The complete listing below should be transcribed precisely.

> DATA EXCERPTS
==*==
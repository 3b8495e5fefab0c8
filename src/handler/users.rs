use std::sync::Arc;

use axum::extract::{Path, Query, State};
use axum::http::StatusCode;
use axum::Json;
use serde::{Deserialize, Serialize};
use serde_json::Value;

use crate::data::alias::canonicalize;
use crate::data::error::Error;
use crate::data::view::{user_views, UserView};
use crate::service::aggregate::{load_one, load_page};
use crate::service::synchronizer::{create_user, delete_user, replace_skills, update_user};
use crate::AppState;

const DEFAULT_LIMIT: u64 = 100;

#[derive(Deserialize, Debug)]
pub struct Pagination {
    skip: Option<u64>,
    limit: Option<u64>,
}

pub async fn list(
    state: State<Arc<AppState>>,
    Query(page): Query<Pagination>,
) -> Result<Json<Vec<UserView>>, Error> {
    let users = load_page(
        &state.db,
        page.skip.unwrap_or(0),
        page.limit.unwrap_or(DEFAULT_LIMIT),
    )
    .await?;

    Ok(Json(user_views(users)))
}

pub async fn create(
    state: State<Arc<AppState>>,
    Json(body): Json<Value>,
) -> Result<(StatusCode, Json<UserView>), Error> {
    let payload = canonicalize(body)?;
    let user = create_user(&state.db, payload).await?;

    Ok((StatusCode::CREATED, Json(user.into())))
}

pub async fn retrieve(
    state: State<Arc<AppState>>,
    Path(id): Path<i32>,
) -> Result<Json<UserView>, Error> {
    Ok(Json(load_one(&state.db, id).await?.into()))
}

/// Full update: the required profile fields must be present.
pub async fn replace(
    state: State<Arc<AppState>>,
    Path(id): Path<i32>,
    Json(body): Json<Value>,
) -> Result<Json<UserView>, Error> {
    let payload = canonicalize(body)?;
    if payload.name.is_none() {
        return Err(Error::MissingField("name".to_string()));
    }
    if payload.email.is_none() {
        return Err(Error::MissingField("email".to_string()));
    }

    Ok(Json(update_user(&state.db, id, payload).await?.into()))
}

pub async fn partial_update(
    state: State<Arc<AppState>>,
    Path(id): Path<i32>,
    Json(body): Json<Value>,
) -> Result<Json<UserView>, Error> {
    let payload = canonicalize(body)?;

    Ok(Json(update_user(&state.db, id, payload).await?.into()))
}

pub async fn destroy(
    state: State<Arc<AppState>>,
    Path(id): Path<i32>,
) -> Result<StatusCode, Error> {
    delete_user(&state.db, id).await?;

    Ok(StatusCode::NO_CONTENT)
}

#[derive(Serialize, Debug)]
pub struct SkillsUpdated {
    message: &'static str,
    user: UserView,
}

/// PUT and PATCH alike: replace whichever of `knownSkills`/`desiredSkills` is present.
pub async fn update_skills(
    state: State<Arc<AppState>>,
    Path(id): Path<i32>,
    Json(body): Json<Value>,
) -> Result<Json<SkillsUpdated>, Error> {
    let payload = canonicalize(body)?;
    let user = replace_skills(&state.db, id, payload.known_skills, payload.desired_skills).await?;

    Ok(Json(SkillsUpdated {
        message: "Skills updated successfully",
        user: user.into(),
    }))
}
==*==
> ANSWER TO THIS TASK
repository 3b8495e5fefab0c8
filename src/handler/users.rs
use std::sync::Arc;

use axum::extract::{Path, Query, State};
use axum::http::StatusCode;
use axum::Json;
use serde::{Deserialize, Serialize};
use serde_json::Value;

use crate::data::alias::canonicalize;
use crate::data::error::Error;
use crate::data::view::{user_views, UserView};
use crate::service::aggregate::{load_one, load_page};
use crate::service::synchronizer::{create_user, delete_user, replace_skills, update_user};
use crate::AppState;

const DEFAULT_LIMIT: u64 = 100;

#[derive(Deserialize, Debug)]
pub struct Pagination {
    skip: Option<u64>,
    limit: Option<u64>,
}

pub async fn list(
    state: State<Arc<AppState>>,
    Query(page): Query<Pagination>,
) -> Result<Json<Vec<UserView>>, Error> {
    let users = load_page(
        &state.db,
        page.skip.unwrap_or(0),
        page.limit.unwrap_or(DEFAULT_LIMIT),
    )
    .await?;

    Ok(Json(user_views(users)))
}

pub async fn create(
    state: State<Arc<AppState>>,
    Json(body): Json<Value>,
) -> Result<(StatusCode, Json<UserView>), Error> {
    let payload = canonicalize(body)?;
    let user = create_user(&state.db, payload).await?;

    Ok((StatusCode::CREATED, Json(user.into())))
}

pub async fn retrieve(
    state: State<Arc<AppState>>,
    Path(id): Path<i32>,
) -> Result<Json<UserView>, Error> {
    Ok(Json(load_one(&state.db, id).await?.into()))
}

/// Full update: the required profile fields must be present.
pub async fn replace(
    state: State<Arc<AppState>>,
    Path(id): Path<i32>,
    Json(body): Json<Value>,
) -> Result<Json<UserView>, Error> {
    let payload = canonicalize(body)?;
    if payload.name.is_none() {
        return Err(Error::MissingField("name".to_string()));
    }
    if payload.email.is_none() {
        return Err(Error::MissingField("email".to_string()));
    }

    Ok(Json(update_user(&state.db, id, payload).await?.into()))
}

pub async fn partial_update(
    state: State<Arc<AppState>>,
    Path(id): Path<i32>,
    Json(body): Json<Value>,
) -> Result<Json<UserView>, Error> {
    let payload = canonicalize(body)?;

    Ok(Json(update_user(&state.db, id, payload).await?.into()))
}

pub async fn destroy(
    state: State<Arc<AppState>>,
    Path(id): Path<i32>,
) -> Result<StatusCode, Error> {
    delete_user(&state.db, id).await?;

    Ok(StatusCode::NO_CONTENT)
}

#[derive(Serialize, Debug)]
pub struct SkillsUpdated {
    message: &'static str,
    user: UserView,
}

/// PUT and PATCH alike: replace whichever of `knownSkills`/`desiredSkills` is present.
pub async fn update_skills(
    state: State<Arc<AppState>>,
    Path(id): Path<i32>,
    Json(body): Json<Value>,
) -> Result<Json<SkillsUpdated>, Error> {
    let payload = canonicalize(body)?;
    let user = replace_skills(&state.db, id, payload.known_skills, payload.desired_skills).await?;

    Ok(Json(SkillsUpdated {
        message: "Skills updated successfully",
        user: user.into(),
    }))
}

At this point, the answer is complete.